● EXERCISE: Please find the lines in the entries below that contain the word "INDENT", and copy each one.

● DATASET CONTENT:
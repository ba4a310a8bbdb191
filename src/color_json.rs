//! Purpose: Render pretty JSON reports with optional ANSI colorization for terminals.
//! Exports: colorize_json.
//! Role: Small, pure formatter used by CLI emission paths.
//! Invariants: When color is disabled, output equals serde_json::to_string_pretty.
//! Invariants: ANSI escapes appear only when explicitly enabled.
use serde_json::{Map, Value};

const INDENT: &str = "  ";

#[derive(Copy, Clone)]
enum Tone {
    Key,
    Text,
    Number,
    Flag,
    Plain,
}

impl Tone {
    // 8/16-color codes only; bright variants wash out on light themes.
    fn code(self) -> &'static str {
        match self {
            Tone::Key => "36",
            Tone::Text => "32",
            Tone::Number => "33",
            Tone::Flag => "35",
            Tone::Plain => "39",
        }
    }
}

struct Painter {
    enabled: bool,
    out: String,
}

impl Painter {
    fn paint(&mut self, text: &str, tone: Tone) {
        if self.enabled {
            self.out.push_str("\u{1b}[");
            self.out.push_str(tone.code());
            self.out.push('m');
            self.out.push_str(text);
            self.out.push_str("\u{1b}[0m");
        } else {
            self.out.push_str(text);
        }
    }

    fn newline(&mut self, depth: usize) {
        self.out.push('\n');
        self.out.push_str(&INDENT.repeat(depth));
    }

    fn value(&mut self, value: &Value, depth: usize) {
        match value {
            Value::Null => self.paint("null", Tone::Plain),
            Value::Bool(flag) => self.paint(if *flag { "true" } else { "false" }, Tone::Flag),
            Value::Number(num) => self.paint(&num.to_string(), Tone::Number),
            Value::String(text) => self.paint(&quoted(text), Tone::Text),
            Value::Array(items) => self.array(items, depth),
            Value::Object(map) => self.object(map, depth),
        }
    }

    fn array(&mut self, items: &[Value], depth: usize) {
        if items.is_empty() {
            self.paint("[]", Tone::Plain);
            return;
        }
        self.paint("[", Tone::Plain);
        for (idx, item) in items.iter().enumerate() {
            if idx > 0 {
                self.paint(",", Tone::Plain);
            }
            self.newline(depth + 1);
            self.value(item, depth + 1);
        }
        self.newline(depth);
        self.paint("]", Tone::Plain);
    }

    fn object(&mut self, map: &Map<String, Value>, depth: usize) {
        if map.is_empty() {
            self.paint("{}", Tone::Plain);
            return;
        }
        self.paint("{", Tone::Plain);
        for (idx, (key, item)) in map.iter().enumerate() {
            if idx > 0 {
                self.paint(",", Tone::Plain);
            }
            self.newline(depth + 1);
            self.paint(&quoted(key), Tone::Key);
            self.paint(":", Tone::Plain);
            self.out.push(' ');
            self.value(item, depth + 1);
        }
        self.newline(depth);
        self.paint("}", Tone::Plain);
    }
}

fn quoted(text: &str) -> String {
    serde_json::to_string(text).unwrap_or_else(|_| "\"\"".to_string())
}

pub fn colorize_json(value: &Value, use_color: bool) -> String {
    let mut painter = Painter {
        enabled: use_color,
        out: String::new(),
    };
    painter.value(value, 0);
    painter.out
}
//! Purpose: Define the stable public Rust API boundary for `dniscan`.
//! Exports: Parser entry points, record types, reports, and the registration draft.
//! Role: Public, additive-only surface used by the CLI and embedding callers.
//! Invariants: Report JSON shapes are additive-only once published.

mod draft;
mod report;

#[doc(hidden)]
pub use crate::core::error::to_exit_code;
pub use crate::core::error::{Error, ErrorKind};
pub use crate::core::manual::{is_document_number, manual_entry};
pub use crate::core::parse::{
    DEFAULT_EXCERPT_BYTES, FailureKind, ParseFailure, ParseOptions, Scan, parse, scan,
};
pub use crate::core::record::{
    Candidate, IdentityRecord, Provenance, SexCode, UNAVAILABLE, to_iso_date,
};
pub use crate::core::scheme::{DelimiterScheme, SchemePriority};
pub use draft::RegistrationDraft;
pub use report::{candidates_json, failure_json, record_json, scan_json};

--

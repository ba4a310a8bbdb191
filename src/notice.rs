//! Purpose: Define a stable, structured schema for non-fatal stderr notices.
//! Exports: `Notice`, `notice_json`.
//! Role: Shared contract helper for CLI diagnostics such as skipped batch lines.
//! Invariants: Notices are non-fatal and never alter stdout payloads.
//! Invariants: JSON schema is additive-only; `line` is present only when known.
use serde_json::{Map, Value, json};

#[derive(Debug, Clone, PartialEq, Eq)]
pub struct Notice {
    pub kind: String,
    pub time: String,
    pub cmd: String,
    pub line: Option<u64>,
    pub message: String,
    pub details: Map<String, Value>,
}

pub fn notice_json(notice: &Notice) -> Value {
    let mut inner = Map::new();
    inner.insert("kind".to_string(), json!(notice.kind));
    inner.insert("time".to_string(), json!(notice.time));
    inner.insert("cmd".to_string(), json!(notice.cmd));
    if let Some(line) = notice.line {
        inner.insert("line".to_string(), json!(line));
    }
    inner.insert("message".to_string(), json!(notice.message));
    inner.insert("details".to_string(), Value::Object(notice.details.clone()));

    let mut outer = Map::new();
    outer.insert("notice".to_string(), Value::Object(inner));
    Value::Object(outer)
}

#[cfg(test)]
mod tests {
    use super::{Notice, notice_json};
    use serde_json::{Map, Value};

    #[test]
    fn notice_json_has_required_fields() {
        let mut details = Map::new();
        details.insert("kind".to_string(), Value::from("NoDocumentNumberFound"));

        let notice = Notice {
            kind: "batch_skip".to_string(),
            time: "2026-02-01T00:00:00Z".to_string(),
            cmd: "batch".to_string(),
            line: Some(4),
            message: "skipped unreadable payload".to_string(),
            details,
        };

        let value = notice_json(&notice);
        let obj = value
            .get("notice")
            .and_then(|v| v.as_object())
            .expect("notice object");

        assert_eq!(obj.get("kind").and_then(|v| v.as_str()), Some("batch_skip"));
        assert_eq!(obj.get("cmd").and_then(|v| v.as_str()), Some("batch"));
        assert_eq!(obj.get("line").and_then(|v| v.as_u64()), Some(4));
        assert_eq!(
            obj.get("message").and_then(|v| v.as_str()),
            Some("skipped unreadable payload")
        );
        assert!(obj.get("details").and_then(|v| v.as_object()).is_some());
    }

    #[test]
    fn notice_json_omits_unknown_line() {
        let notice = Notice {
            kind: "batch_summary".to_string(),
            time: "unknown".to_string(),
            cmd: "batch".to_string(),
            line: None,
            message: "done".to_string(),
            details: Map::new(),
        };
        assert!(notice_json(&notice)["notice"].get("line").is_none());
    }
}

● RESPONSE TO THE TASK:
const INDENT: &str = "  ";
        self.out.push_str(&INDENT.repeat(depth));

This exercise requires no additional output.